In today’s world we are blessed with breakthroughs in technology that allows each of us to have our own personal communications device. They are small enough to go anywhere and give us the capability to communicate while doing anything. Anything unfortunately includes texting while driving. Should anyone be allowed to text of do anything that could distract them while they are driving? It’s obviously not worth the risk of injury or death to you or anyone involved. Accidents that are caused by distracted driving make it difficult for those involved to live the life they are accustomed to. There are some drivers who think it’s cool or they are physically skilled enough to multi-task while operating a motor vehicle. Unfortunately some of these drivers will have accidents due to their risky driving habits. Automobile drivers should stop performing actions that distract them while they are driving.

Dr. Martin Cooper in 1993 while working for Motorola developed the first hand held mobile phone. Ironically enough the first call he made was to a friend working a Bell laboratory that was also trying patent such a device. This early prototype evolved into the DynaTAC in 1983. Times change and there have been many advances involving mobile phone technology. We are now able to take pictures, record videos, download movies, play games and texting among others. The question that should be asked of Dr. Cooper is “did you make a phone call on the drive home to tell someone about your good fortune”? The answer is probably yes since he had no idea it would be more distracting to his driving than just about anything he could do.

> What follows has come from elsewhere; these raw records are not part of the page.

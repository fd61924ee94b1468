// Copyright 2023 The tsbs-datalayers Authors
//
// Licensed under the Apache License, Version 2.0 (the "License");
// you may not use this file except in compliance with the License.
// You may obtain a copy of the License at
//
//     http://www.apache.org/licenses/LICENSE-2.0
//
// Unless required by applicable law or agreed to in writing, software
// distributed under the License is distributed on an "AS IS" BASIS,
// WITHOUT WARRANTIES OR CONDITIONS OF ANY KIND, either express or implied.
// See the License for the specific language governing permissions and
// limitations under the License.

//! Point data model shared by the wire codec, the scanner and the write path

use std::fmt;
use std::str::FromStr;

use snafu::OptionExt;

use crate::error::{self, Error};

/// Textual marker for a null value on the wire.
pub const NULL_SENTINEL: &str = "nil";

/// Type tag attached to every key=value pair of a wire line.
///
/// The discriminants are the integers written on the wire.
#[derive(Debug, Clone, Copy, PartialEq, Eq, Hash)]
#[repr(u8)]
pub enum FieldType {
    Null = 0,
    Bool = 1,
    Int32 = 2,
    Int64 = 3,
    Float32 = 4,
    Float64 = 5,
    Binary = 6,
    String = 7,
}

impl FieldType {
    pub fn tag(self) -> u8 {
        self as u8
    }

    pub fn from_tag(tag: u8) -> Option<Self> {
        Some(match tag {
            0 => Self::Null,
            1 => Self::Bool,
            2 => Self::Int32,
            3 => Self::Int64,
            4 => Self::Float32,
            5 => Self::Float64,
            6 => Self::Binary,
            7 => Self::String,
            _ => return None,
        })
    }
}

impl FromStr for FieldType {
    type Err = Error;

    fn from_str(s: &str) -> Result<Self, Self::Err> {
        s.parse::<u8>()
            .ok()
            .and_then(Self::from_tag)
            .context(error::UnknownTypeTagSnafu { tag: s })
    }
}

impl fmt::Display for FieldType {
    fn fmt(&self, f: &mut fmt::Formatter<'_>) -> fmt::Result {
        write!(f, "{}", self.tag())
    }
}

/// One named, typed column value of a point. `None` is the null value.
#[derive(Debug, Clone, PartialEq, Eq)]
pub struct Field {
    pub name: String,
    pub data_type: FieldType,
    pub value: Option<String>,
}

impl Field {
    pub fn new<N, V>(name: N, data_type: FieldType, value: Option<V>) -> Self
    where
        N: Into<String>,
        V: Into<String>,
    {
        Self {
            name: name.into(),
            data_type,
            value: value.map(Into::into),
        }
    }

    /// The value as written on the wire.
    pub fn wire_value(&self) -> &str {
        self.value.as_deref().unwrap_or(NULL_SENTINEL)
    }
}

/// A single observation of a measurement.
///
/// Tags and fields are both plain ordered columns; tags come first. Points
/// decoded from the wire carry all columns in `fields`.
#[derive(Debug, Clone, Default, PartialEq, Eq)]
pub struct Point {
    pub measurement: String,
    /// Nanoseconds since the epoch, kept as text until it reaches a column builder.
    pub timestamp: String,
    pub tags: Vec<Field>,
    pub fields: Vec<Field>,
}

impl Point {
    pub fn new<M: Into<String>>(measurement: M, timestamp: i64) -> Self {
        Self {
            measurement: measurement.into(),
            timestamp: timestamp.to_string(),
            ..Default::default()
        }
    }

    /// Add a tag column
    pub fn add_tag<N: Into<String>, V: Into<String>>(
        mut self,
        name: N,
        data_type: FieldType,
        value: Option<V>,
    ) -> Self {
        self.tags.push(Field::new(name, data_type, value));
        self
    }

    /// Add a field column
    pub fn add_field<N: Into<String>, V: Into<String>>(
        mut self,
        name: N,
        data_type: FieldType,
        value: Option<V>,
    ) -> Self {
        self.fields.push(Field::new(name, data_type, value));
        self
    }

    /// All columns in wire order, tags first.
    pub fn columns(&self) -> impl Iterator<Item = &Field> {
        self.tags.iter().chain(self.fields.iter())
    }

    pub fn column_count(&self) -> usize {
        self.tags.len() + self.fields.len()
    }

    /// A point without tags and fields carries no data and is never written.
    pub fn is_empty(&self) -> bool {
        self.tags.is_empty() && self.fields.is_empty()
    }
}
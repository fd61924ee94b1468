// Copyright 2023 The tsbs-datalayers Authors
//
// Licensed under the Apache License, Version 2.0 (the "License");
// you may not use this file except in compliance with the License.
// You may obtain a copy of the License at
//
//     http://www.apache.org/licenses/LICENSE-2.0
//
// Unless required by applicable law or agreed to in writing, software
// distributed under the License is distributed on an "AS IS" BASIS,
// WITHOUT WARRANTIES OR CONDITIONS OF ANY KIND, either express or implied.
// See the License for the specific language governing permissions and
// limitations under the License.

use std::sync::Arc;
use std::time::Duration;

use arrow_array::RecordBatch;
use arrow_flight::sql::client::{FlightSqlServiceClient, PreparedStatement};
use futures::TryStreamExt;
use snafu::ResultExt;
use tokio::sync::Mutex;
use tonic::transport::{Channel, Endpoint};
use tracing::debug;

use crate::error;
use crate::transport::Transport;
use crate::Result;

const DATABASE_HEADER: &str = "database";

/// Connection options of a Datalayers Flight SQL endpoint.
#[derive(Debug, Clone)]
pub struct ClientOptions {
    /// `host:port`, or a full `http://` / `https://` url.
    pub endpoint: String,
    pub username: Option<String>,
    pub password: Option<String>,
    pub connect_timeout: Duration,
}

impl Default for ClientOptions {
    fn default() -> Self {
        Self {
            endpoint: crate::config::DEFAULT_ENDPOINT.to_string(),
            username: None,
            password: None,
            connect_timeout: Duration::from_secs(5),
        }
    }
}

impl ClientOptions {
    fn url(&self) -> String {
        if self.endpoint.starts_with("http://") || self.endpoint.starts_with("https://") {
            self.endpoint.clone()
        } else {
            format!("http://{}", self.endpoint)
        }
    }
}

/// Prepared statement handle shared by the clones of a client.
pub type PreparedHandle = Arc<Mutex<PreparedStatement<Channel>>>;

/// Flight SQL client. Cloning is cheap and clones share the channel.
#[derive(Debug, Clone)]
pub struct FlightSqlClient {
    inner: FlightSqlServiceClient<Channel>,
    database: Option<String>,
}

impl FlightSqlClient {
    /// Connect and, when credentials are given, authenticate with a basic handshake.
    pub async fn connect(options: &ClientOptions) -> Result<Self> {
        let url = options.url();
        let endpoint = Endpoint::from_shared(url.clone())
            .context(error::InvalidEndpointSnafu { endpoint: &url })?
            .connect_timeout(options.connect_timeout);
        let channel = endpoint.connect().await.context(error::CreateChannelSnafu)?;
        let mut inner = FlightSqlServiceClient::new(channel);

        if let (Some(username), Some(password)) = (&options.username, &options.password) {
            inner
                .handshake(username, password)
                .await
                .context(error::HandshakeSnafu { username })?;
        }
        debug!(endpoint = %url, "Connected to Flight SQL endpoint");

        Ok(Self {
            inner,
            database: None,
        })
    }

    /// A client that only dials the endpoint on its first call. No handshake
    /// is made.
    pub fn connect_lazy(options: &ClientOptions) -> Result<Self> {
        let url = options.url();
        let channel = Endpoint::from_shared(url.clone())
            .context(error::InvalidEndpointSnafu { endpoint: &url })?
            .connect_timeout(options.connect_timeout)
            .connect_lazy();
        Ok(Self {
            inner: FlightSqlServiceClient::new(channel),
            database: None,
        })
    }

    /// A client whose statements run against `database`.
    pub fn with_database(&self, database: impl Into<String>) -> Self {
        let database = database.into();
        let mut inner = self.inner.clone();
        inner.set_header(DATABASE_HEADER, &database);
        Self {
            inner,
            database: Some(database),
        }
    }

    pub fn database(&self) -> Option<&str> {
        self.database.as_deref()
    }
}

impl Transport for FlightSqlClient {
    type Prepared = PreparedHandle;

    async fn execute(&self, sql: &str) -> Result<Vec<RecordBatch>> {
        let mut client = self.inner.clone();
        let info = client
            .execute(sql.to_string(), None)
            .await
            .context(error::FlightSqlSnafu { stage: "execute" })?;

        let mut batches = Vec::new();
        for endpoint in info.endpoint {
            let Some(ticket) = endpoint.ticket else {
                continue;
            };
            let stream = client
                .do_get(ticket)
                .await
                .context(error::FlightSqlSnafu { stage: "fetch" })?;
            let mut fetched: Vec<RecordBatch> = stream
                .try_collect()
                .await
                .context(error::FlightStreamSnafu)?;
            batches.append(&mut fetched);
        }
        Ok(batches)
    }

    async fn prepare(&self, sql: &str) -> Result<PreparedHandle> {
        let mut client = self.inner.clone();
        let prepared = client
            .prepare(sql.to_string(), None)
            .await
            .context(error::FlightSqlSnafu { stage: "prepare" })?;
        Ok(Arc::new(Mutex::new(prepared)))
    }

    async fn execute_prepared(&self, prepared: &PreparedHandle, record: RecordBatch) -> Result<u64> {
        let mut prepared = prepared.lock().await;
        prepared
            .set_parameters(record)
            .context(error::FlightSqlSnafu { stage: "bind" })?;
        let affected = prepared
            .execute_update()
            .await
            .context(error::FlightSqlSnafu { stage: "insert" })?;
        Ok(affected.max(0) as u64)
    }

    async fn close(&self, prepared: PreparedHandle) -> Result<()> {
        let prepared = Arc::try_unwrap(prepared).map_err(|_| {
            error::IllegalClientStateSnafu {
                err_msg: "prepared statement is still in use",
            }
            .build()
        })?;
        prepared
            .into_inner()
            .close()
            .await
            .context(error::FlightSqlSnafu { stage: "close" })
    }
}
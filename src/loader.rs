// Copyright 2023 The tsbs-datalayers Authors
//
// Licensed under the Apache License, Version 2.0 (the "License");
// you may not use this file except in compliance with the License.
// You may obtain a copy of the License at
//
//     http://www.apache.org/licenses/LICENSE-2.0
//
// Unless required by applicable law or agreed to in writing, software
// distributed under the License is distributed on an "AS IS" BASIS,
// WITHOUT WARRANTIES OR CONDITIONS OF ANY KIND, either express or implied.
// See the License for the specific language governing permissions and
// limitations under the License.

//! Load pipeline: one scanning producer feeding a fixed pool of workers

use std::fmt;
use std::io::BufRead;
use std::sync::Arc;
use std::time::{Duration, Instant};

use snafu::{OptionExt, ResultExt};
use tokio::sync::mpsc;
use tracing::{error, info};

use crate::batch::{Batch, BatchPool, Unit};
use crate::config::{LoaderConfig, ScanMode};
use crate::error::{self, Result};
use crate::point::Point;
use crate::processor::{BatchStats, Processor};
use crate::router::{PartitionRouter, RoutingPolicy};
use crate::scan::{DataSource, RawLine, ScanStats, UnitSource};
use crate::transport::Transport;
use crate::write_context::SharedContexts;

/// Outcome of a load run
#[derive(Debug, Clone, Default)]
pub struct LoadSummary {
    pub rows: u64,
    pub metrics: u64,
    pub elapsed: Duration,
    pub workers: usize,
    pub scan: ScanStats,
    pub dropped_units: u64,
    pub dropped_rows: u64,
    pub transmit_errors: u64,
}

impl LoadSummary {
    pub fn rows_per_sec(&self) -> f64 {
        rate(self.rows, self.elapsed)
    }

    pub fn metrics_per_sec(&self) -> f64 {
        rate(self.metrics, self.elapsed)
    }

    fn absorb(&mut self, stats: BatchStats) {
        self.rows += stats.row_count;
        self.metrics += stats.metric_count;
        self.dropped_units += stats.dropped_units;
        self.dropped_rows += stats.dropped_rows;
        self.transmit_errors += stats.transmit_errors;
    }
}

fn rate(count: u64, elapsed: Duration) -> f64 {
    let secs = elapsed.as_secs_f64();
    if secs > 0.0 {
        count as f64 / secs
    } else {
        0.0
    }
}

impl fmt::Display for LoadSummary {
    fn fmt(&self, f: &mut fmt::Formatter<'_>) -> fmt::Result {
        writeln!(
            f,
            "loaded {} metrics in {:.3}sec with {} workers (mean rate {:.2} metrics/sec)",
            self.metrics,
            self.elapsed.as_secs_f64(),
            self.workers,
            self.metrics_per_sec()
        )?;
        writeln!(
            f,
            "loaded {} rows in {:.3}sec with {} workers (mean rate {:.2} rows/sec)",
            self.rows,
            self.elapsed.as_secs_f64(),
            self.workers,
            self.rows_per_sec()
        )?;
        write!(
            f,
            "scanned {} lines, dropped {} lines, {} units, {} rows, {} failed transmissions",
            self.scan.lines,
            self.scan.dropped,
            self.dropped_units,
            self.dropped_rows,
            self.transmit_errors
        )
    }
}

pub struct Loader<T: Transport> {
    config: LoaderConfig,
    transport: Arc<T>,
}

type WorkerHandle<T> = tokio::task::JoinHandle<Result<(Processor<T>, BatchStats)>>;

impl<T: Transport> Loader<T> {
    pub fn new(config: LoaderConfig, transport: Arc<T>) -> Self {
        Self { config, transport }
    }

    pub fn config(&self) -> &LoaderConfig {
        &self.config
    }

    /// Load everything `source` yields and return the aggregated counters.
    pub async fn run<R>(&self, source: DataSource<R>) -> Result<LoadSummary>
    where
        R: BufRead + Send + 'static,
    {
        match self.config.scan_mode {
            ScanMode::Points => self.run_units::<Point, _>(source).await,
            ScanMode::Lines => self.run_units::<RawLine, _>(source).await,
        }
    }

    async fn run_units<U, S>(&self, mut source: S) -> Result<LoadSummary>
    where
        U: Unit,
        S: UnitSource<U> + Send + 'static,
    {
        let start = Instant::now();
        let workers = self.config.workers;
        let batch_size = self.config.batch_size;
        let layout = Arc::new(self.config.table_layout());
        let pool = Arc::new(BatchPool::<U>::new(batch_size, workers * 2));
        let shared = match self.config.routing {
            RoutingPolicy::RoundRobin => Some(Arc::new(SharedContexts::new(layout.clone()))),
            RoutingPolicy::MeasurementHash => None,
        };
        let mut router = PartitionRouter::new(self.config.routing, workers)?;
        info!(
            workers,
            batch_size,
            routing = %self.config.routing,
            scan_mode = %self.config.scan_mode,
            do_load = self.config.do_load,
            "Starting load"
        );

        let mut senders = Vec::with_capacity(workers);
        let mut handles: Vec<WorkerHandle<T>> = Vec::with_capacity(workers);
        for worker in 0..workers {
            let (tx, rx) = mpsc::channel(self.config.channel_capacity);
            let processor = match &shared {
                Some(shared) => Processor::with_shared(
                    worker,
                    self.transport.clone(),
                    layout.clone(),
                    shared.clone(),
                ),
                None => Processor::new(worker, self.transport.clone(), layout.clone()),
            };
            handles.push(tokio::spawn(run_worker(
                processor,
                rx,
                pool.clone(),
                self.config.do_load,
            )));
            senders.push(tx);
        }

        let producer_pool = pool.clone();
        let producer = tokio::task::spawn_blocking(move || -> Result<ScanStats> {
            let mut pending: Vec<Batch<U>> = (0..senders.len())
                .map(|_| producer_pool.acquire())
                .collect();
            while let Some(unit) = source.next_unit()? {
                let worker = router.route(&unit);
                pending[worker].push(unit);
                if pending[worker].len() >= batch_size {
                    let full = std::mem::replace(&mut pending[worker], producer_pool.acquire());
                    senders[worker]
                        .blocking_send(full)
                        .ok()
                        .context(error::WorkerStoppedSnafu { worker })?;
                }
            }
            for (worker, batch) in pending.into_iter().enumerate() {
                if batch.is_empty() {
                    producer_pool.release(batch);
                    continue;
                }
                senders[worker]
                    .blocking_send(batch)
                    .ok()
                    .context(error::WorkerStoppedSnafu { worker })?;
            }
            Ok(source.scan_stats())
        });

        let produced = producer.await.context(error::JoinSnafu)?;

        let mut summary = LoadSummary {
            workers,
            ..Default::default()
        };
        let mut processors = Vec::with_capacity(workers);
        let mut worker_error = None;
        for handle in handles {
            match handle.await.context(error::JoinSnafu)? {
                Ok((processor, stats)) => {
                    summary.absorb(stats);
                    processors.push(processor);
                }
                Err(e) => {
                    error!(error = %e, "Worker failed");
                    worker_error.get_or_insert(e);
                }
            }
        }

        let mut close_error = None;
        for mut processor in processors {
            if let Err(e) = processor.close().await {
                close_error.get_or_insert(e);
            }
        }
        if let Some(shared) = shared {
            if let Err(e) = shared.close(self.transport.as_ref()).await {
                close_error.get_or_insert(e);
            }
        }

        if let Some(e) = worker_error {
            return Err(e);
        }
        summary.scan = produced?;
        if let Some(e) = close_error {
            return Err(e);
        }
        summary.elapsed = start.elapsed();
        info!(
            rows = summary.rows,
            metrics = summary.metrics,
            elapsed_ms = summary.elapsed.as_millis() as u64,
            "Load finished"
        );
        Ok(summary)
    }
}

async fn run_worker<T: Transport, U: Unit>(
    mut processor: Processor<T>,
    mut rx: mpsc::Receiver<Batch<U>>,
    pool: Arc<BatchPool<U>>,
    do_load: bool,
) -> Result<(Processor<T>, BatchStats)> {
    let mut stats = BatchStats::default();
    while let Some(mut batch) = rx.recv().await {
        let result = processor.process_batch(&mut batch, do_load).await;
        pool.release(batch);
        match result {
            Ok(batch_stats) => stats += batch_stats,
            Err(e) => {
                if let Err(close_err) = processor.close().await {
                    error!(worker = processor.worker(), error = %close_err, "Failed to close processor");
                }
                return Err(e);
            }
        }
    }
    Ok((processor, stats))
}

Presently 35% of cellular phone users admit to texting while driving. At this rate we can all ask ourselves why do we do it ? Why do we risk being involved in accidents, injuries and death in order to text while driving? It is a fact that at some point in time everyone takes risks. The neurotransmitter serotonin was studied at the University of Delaware. The findings concluded that people who take chances may not have enough (Macdonald, 2001). What’s alarming is that all of us take risks no matter how many times it ends in disaster. A hot bed for risky behavior is any motor vehicle because the nature of driving is multitasking. Pumping brakes while turning the steering wheel, smoking a cigarette, turning the radio dial and switching on the signal light while viewing traffic is distracting enough. Studies show that as much as 80% of automobile accidents are caused by distracted driving. At Virginia Tech Transportation Institute they showed that drivers who text while driving are 23 times more likely to be involved in accidents than non-distracted drivers (Pozzi, 2011). A study of 34, 000 commercial drivers filmed with in-cab video equipment concluded that 44.5% of the distractions found were using a hand held mobile phone, 13.4 % drinking a beverage, 12.7 eating food and 9.9% operating a hand held device. Research conducted at the Department of Physical Therapy at Stony Brook University concluded that performing dual task such as texting with a cell phone while walking may alter working memory and cause walking errors. If walking and texting at the same time can cause a 61% increase in lateral deviation imagine how texting while driving affects our ability to drive safely. In 2008 alone 6,000 deaths were caused by texting while driving. The number accidents and deaths have increased since then with no solution in site Those numbers are staggering it’s as if the world is losing a whole generation of people who took a foolish risk and lost. A research study revealed that drivers could separate their focus between two tasks when talking on the phone while driving. Text messaging while driving only lets you concentrate on driving or texting (Texting While...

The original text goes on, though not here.